Subtle and smart, this book about decisions and doing the right thing asks all the right questions. Appropriate for ages 5-7.
Reviewed from library copy.
Rosie’s Magic Horse by Russell Hoban, illustrated by Quentin Blake
Rosie collects popsicle sticks that she finds on the ground, creating a collection. But the popsicle sticks miss their cold sweet ice and wish that they were something more than just discarded sticks. Maybe they could be a horse! Meanwhile, Rosie’s parents are worried about bills and how they will pay them. That night Rosie and the popsicle sticks head out on an adventure together as the popsicle sticks join to become a horse, Stickerino. Rosie wants to find treasure and first the horse takes her to a mountain made of popsicle ice, but Rosie wants real treasure. You know that that means pirates! This story is a true flight of imagination, or perhaps a gallop!
Hoban and Blake are quite a team in this book. Hoban writes in mostly dialogue here and throughout has a focus on brevity and clarity. It works well against the wild imaginative nature of the book, making the text a firm foundation from which to launch. Blake’s illustrations are quintessentially his with their jaunty lines and loose watercolor tones.
Perfect for inspiring bedtime dreams of popsicles and horses, this book requires you to just go along for the ride. Appropriate for ages 4-6.
Reviewed from library copy.
Little Croc’s Purse by Lizzie Finlay
This little morality story features Little Croc who found a purse one day. He had to decide if he was going to return the purse with its money or keep it all for himself. He decides to return the purse, but on his way to the police station, he meets with several temptations. He manages to avoid spending any of the money and once he’s at the police station finds out that the woman who owns the purse wants to meet him. When she arrives, she checks for a special locket in a hidden pocket and then leaves the entire purse and the money for Little Croc. Little Croc doesn’t spend it all in one place either, leading to a very satisfying conclusion to this book.

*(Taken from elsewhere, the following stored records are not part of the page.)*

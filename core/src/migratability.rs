//! Migratability classification and resource aggregation.
//!
//! Every VM lands in exactly one [`MigratabilityClass`], derived from the
//! severity categories of its attached concerns. Aggregates follow the
//! reporting convention of the source data: the *migratable* slice means
//! "not blocked" (no `Critical` concern) and therefore contains the
//! with-warnings slice, so for every resource kind
//! `total_for_migratable + total_for_not_migratable == total`.
//!
//! # Examples
//!
//! ```
//! use vm_inventory_core::{Concern, MigratabilityClass};
//!
//! let warning = Concern { category: "Warning".into(), ..Concern::default() };
//! assert_eq!(
//!     MigratabilityClass::from_concerns(std::slice::from_ref(&warning)),
//!     MigratabilityClass::MigratableWithWarnings,
//! );
//! assert!(MigratabilityClass::from_concerns(&[]).is_migratable());
//! ```

use serde::{Deserialize, Serialize};

use crate::types::Concern;

/// The three mutually exclusive migratability classes.
#[derive(Debug, Clone, Copy, PartialEq, Eq, Serialize, Deserialize)]
pub enum MigratabilityClass {
    /// No concerns, or only informational ones.
    Migratable,
    /// At least one `Warning` concern and no `Critical` ones.
    MigratableWithWarnings,
    /// At least one `Critical` concern.
    NotMigratable,
}

impl MigratabilityClass {
    /// Classifies a VM from its concern collection.
    ///
    /// Category literals are matched case-sensitively; anything other
    /// than `"Warning"` or `"Critical"` is informational.
    pub fn from_concerns(concerns: &[Concern]) -> Self {
        let has_critical = concerns.iter().any(|c| c.category == Concern::CRITICAL);
        let has_warning = concerns.iter().any(|c| c.category == Concern::WARNING);
        Self::from_flags(has_warning, has_critical)
    }

    /// Classifies from precomputed severity flags (as produced by the
    /// store's classification query).
    pub fn from_flags(has_warning: bool, has_critical: bool) -> Self {
        if has_critical {
            Self::NotMigratable
        } else if has_warning {
            Self::MigratableWithWarnings
        } else {
            Self::Migratable
        }
    }

    /// True for any class that is not blocked by a critical concern.
    pub fn is_migratable(self) -> bool {
        !matches!(self, Self::NotMigratable)
    }
}

/// VM counts per migratability class over a filtered population.
///
/// `migratable` counts every VM without a `Critical` concern, so it
/// includes the `migratable_with_warnings` VMs;
/// `migratable + not_migratable == total`.
#[derive(Debug, Clone, Copy, Default, PartialEq, Eq, Serialize, Deserialize)]
pub struct MigratabilityCounts {
    pub total: u64,
    pub migratable: u64,
    pub migratable_with_warnings: u64,
    pub not_migratable: u64,
}

impl MigratabilityCounts {
    /// Folds a stream of per-VM classes into counts.
    pub fn from_classes(classes: impl IntoIterator<Item = MigratabilityClass>) -> Self {
        classes
            .into_iter()
            .fold(Self::default(), |acc, class| acc.tally(class))
    }

    fn tally(mut self, class: MigratabilityClass) -> Self {
        self.total += 1;
        match class {
            MigratabilityClass::Migratable => self.migratable += 1,
            MigratabilityClass::MigratableWithWarnings => {
                self.migratable += 1;
                self.migratable_with_warnings += 1;
            }
            MigratabilityClass::NotMigratable => self.not_migratable += 1,
        }
        self
    }
}

/// Totals for a single resource kind, partitioned by migratability class.
#[derive(Debug, Clone, Copy, Default, PartialEq, Eq, Serialize, Deserialize)]
pub struct ResourceBreakdown {
    pub total: i64,
    pub total_for_migratable: i64,
    pub total_for_migratable_with_warnings: i64,
    pub total_for_not_migratable: i64,
}

impl ResourceBreakdown {
    fn add(&mut self, value: i64, class: MigratabilityClass) {
        self.total += value;
        match class {
            MigratabilityClass::Migratable => self.total_for_migratable += value,
            MigratabilityClass::MigratableWithWarnings => {
                self.total_for_migratable += value;
                self.total_for_migratable_with_warnings += value;
            }
            MigratabilityClass::NotMigratable => self.total_for_not_migratable += value,
        }
    }
}

/// The resource figures of a single VM, as selected by the store's
/// per-VM resource query.
#[derive(Debug, Clone, Copy, Default, PartialEq, Eq)]
pub struct VmResources {
    pub cpu_cores: i64,
    pub ram_gb: i64,
    pub disk_count: i64,
    pub disk_gb: i64,
    pub nic_count: i64,
}

/// One [`ResourceBreakdown`] per resource kind.
#[derive(Debug, Clone, Copy, Default, PartialEq, Eq, Serialize, Deserialize)]
pub struct ResourceBreakdowns {
    pub cpu_cores: ResourceBreakdown,
    pub ram_gb: ResourceBreakdown,
    pub disk_count: ResourceBreakdown,
    pub disk_gb: ResourceBreakdown,
    pub nic_count: ResourceBreakdown,
}

impl ResourceBreakdowns {
    /// Folds per-VM resource samples into breakdowns.
    pub fn from_samples(
        samples: impl IntoIterator<Item = (VmResources, MigratabilityClass)>,
    ) -> Self {
        samples
            .into_iter()
            .fold(Self::default(), |acc, (res, class)| acc.accumulate(res, class))
    }

    fn accumulate(mut self, res: VmResources, class: MigratabilityClass) -> Self {
        self.cpu_cores.add(res.cpu_cores, class);
        self.ram_gb.add(res.ram_gb, class);
        self.disk_count.add(res.disk_count, class);
        self.disk_gb.add(res.disk_gb, class);
        self.nic_count.add(res.nic_count, class);
        self
    }
}

/// Plain resource totals across a filtered VM population.
#[derive(Debug, Clone, Copy, Default, PartialEq, Eq, Serialize, Deserialize)]
pub struct TotalResources {
    pub total_cpu_cores: i64,
    pub total_ram_gb: i64,
    pub total_disk_count: i64,
    pub total_disk_gb: i64,
    pub total_nic_count: i64,
}

impl TotalResources {
    /// Sums per-VM resource samples.
    pub fn from_samples(samples: impl IntoIterator<Item = VmResources>) -> Self {
        samples.into_iter().fold(Self::default(), |mut acc, res| {
            acc.total_cpu_cores += res.cpu_cores;
            acc.total_ram_gb += res.ram_gb;
            acc.total_disk_count += res.disk_count;
            acc.total_disk_gb += res.disk_gb;
            acc.total_nic_count += res.nic_count;
            acc
        })
    }
}

/// A labeled concern aggregated over the VM population: how many VMs
/// exhibit the concern with this label and category.
#[derive(Debug, Clone, Default, PartialEq, Serialize, Deserialize)]
pub struct MigrationIssue {
    pub label: String,
    pub category: String,
    pub count: i64,
}

#[cfg(test)]
mod tests {
    use super::*;

    fn concern(category: &str) -> Concern {
        Concern {
            id: "c".into(),
            label: "l".into(),
            category: category.into(),
            assessment: String::new(),
        }
    }

    #[test]
    fn critical_wins_over_warning() {
        let concerns = vec![concern("Warning"), concern("Critical")];
        assert_eq!(
            MigratabilityClass::from_concerns(&concerns),
            MigratabilityClass::NotMigratable
        );
    }

    #[test]
    fn information_only_is_migratable() {
        let concerns = vec![concern("Information")];
        assert_eq!(
            MigratabilityClass::from_concerns(&concerns),
            MigratabilityClass::Migratable
        );
    }

    #[test]
    fn category_match_is_case_sensitive() {
        let concerns = vec![concern("critical"), concern("WARNING")];
        assert_eq!(
            MigratabilityClass::from_concerns(&concerns),
            MigratabilityClass::Migratable
        );
    }

    #[test]
    fn counts_include_warning_vms_in_migratable() {
        let counts = MigratabilityCounts::from_classes([
            MigratabilityClass::MigratableWithWarnings,
            MigratabilityClass::NotMigratable,
            MigratabilityClass::Migratable,
        ]);
        assert_eq!(counts.total, 3);
        assert_eq!(counts.migratable, 2);
        assert_eq!(counts.migratable_with_warnings, 1);
        assert_eq!(counts.not_migratable, 1);
    }

    #[test]
    fn breakdown_matches_three_vm_scenario() {
        // VM-1: 4 cores / 8 GB, one Warning concern.
        // VM-2: 2 cores / 4 GB, one Critical concern.
        // VM-3: 1 core  / 2 GB, no concerns.
        let samples = [
            (
                VmResources { cpu_cores: 4, ram_gb: 8, ..VmResources::default() },
                MigratabilityClass::MigratableWithWarnings,
            ),
            (
                VmResources { cpu_cores: 2, ram_gb: 4, ..VmResources::default() },
                MigratabilityClass::NotMigratable,
            ),
            (
                VmResources { cpu_cores: 1, ram_gb: 2, ..VmResources::default() },
                MigratabilityClass::Migratable,
            ),
        ];
        let breakdowns = ResourceBreakdowns::from_samples(samples);

        assert_eq!(breakdowns.cpu_cores.total, 7);
        assert_eq!(breakdowns.cpu_cores.total_for_migratable, 5);
        assert_eq!(breakdowns.cpu_cores.total_for_migratable_with_warnings, 4);
        assert_eq!(breakdowns.cpu_cores.total_for_not_migratable, 2);

        assert_eq!(breakdowns.ram_gb.total, 14);
        assert_eq!(breakdowns.ram_gb.total_for_migratable, 10);
        assert_eq!(breakdowns.ram_gb.total_for_migratable_with_warnings, 8);
        assert_eq!(breakdowns.ram_gb.total_for_not_migratable, 4);
    }

    #[test]
    fn breakdown_additive_identity() {
        let samples = [
            (
                VmResources { cpu_cores: 3, ram_gb: 6, disk_count: 2, disk_gb: 100, nic_count: 1 },
                MigratabilityClass::MigratableWithWarnings,
            ),
            (
                VmResources { cpu_cores: 5, ram_gb: 16, disk_count: 1, disk_gb: 40, nic_count: 2 },
                MigratabilityClass::NotMigratable,
            ),
        ];
        let b = ResourceBreakdowns::from_samples(samples);
        for kind in [b.cpu_cores, b.ram_gb, b.disk_count, b.disk_gb, b.nic_count] {
            assert_eq!(kind.total_for_migratable + kind.total_for_not_migratable, kind.total);
        }
    }

    #[test]
    fn total_resources_sums_all_kinds() {
        let totals = TotalResources::from_samples([
            VmResources { cpu_cores: 4, ram_gb: 8, disk_count: 1, disk_gb: 50, nic_count: 2 },
            VmResources { cpu_cores: 2, ram_gb: 4, disk_count: 3, disk_gb: 30, nic_count: 1 },
        ]);
        assert_eq!(totals.total_cpu_cores, 6);
        assert_eq!(totals.total_ram_gb, 12);
        assert_eq!(totals.total_disk_count, 4);
        assert_eq!(totals.total_disk_gb, 80);
        assert_eq!(totals.total_nic_count, 3);
    }
}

Finlay manages to make not only a morality tale, but a picture book that works as a story as well. While there is definitely a moral about honesty here, the story is about more than that. Her writing is light-toned and even the moment with the bully is brief and easily handled. This helps lift the tone of the entire book.
Her whimsical illustrations also do that with a tiny crocodile lugging a very large, very flowery, rather pink purse. Even better, when Little Croc does buy something for himself, it is a pair of very red boots. He also never shrinks away from carrying the purse and owning it as his own after it has been given to him.
A book about honesty, thoughtfulness and caring for others, this book is sweet and jolly. Keep it in mind for parents looking for books about manners and honesty for preschoolers. Appropriate for ages 4-6.
Reviewed from copy received from Eerdmans Books for Young Readers.
Start Saving, Henry! by Nancy Carlson
Carlson’s Henry books are always inviting discussions of concepts. In this book, Henry is faced with the task of saving his allowance to get a more expensive toy. He had been used to just spending his money as soon as he got it, until he wanted a $30 Super Robot Dude. So week-by-week in $5 increments he saves his money. Of course, it’s not that easy. He buys a comic book which sets him back. Then he loses a library book that he has to pay for himself. He reaches his goal in the end, but not before one more surprise changes things again!
Carlson’s ability to write a full story in very few words is remarkable. She is concise and simple, allowing the humor of the circumstances themselves to get laughs and groans. Her bright-colored art is done in an almost child-like style that is very friendly. This is an ideal book to introduce saving money and sound finances to children because it is kept very simple and to the point.
Fans of Henry will love this new book and it is sure to create new fans of the series as well. Appropriate for ages 3-6.
Reviewed from copy received from publisher.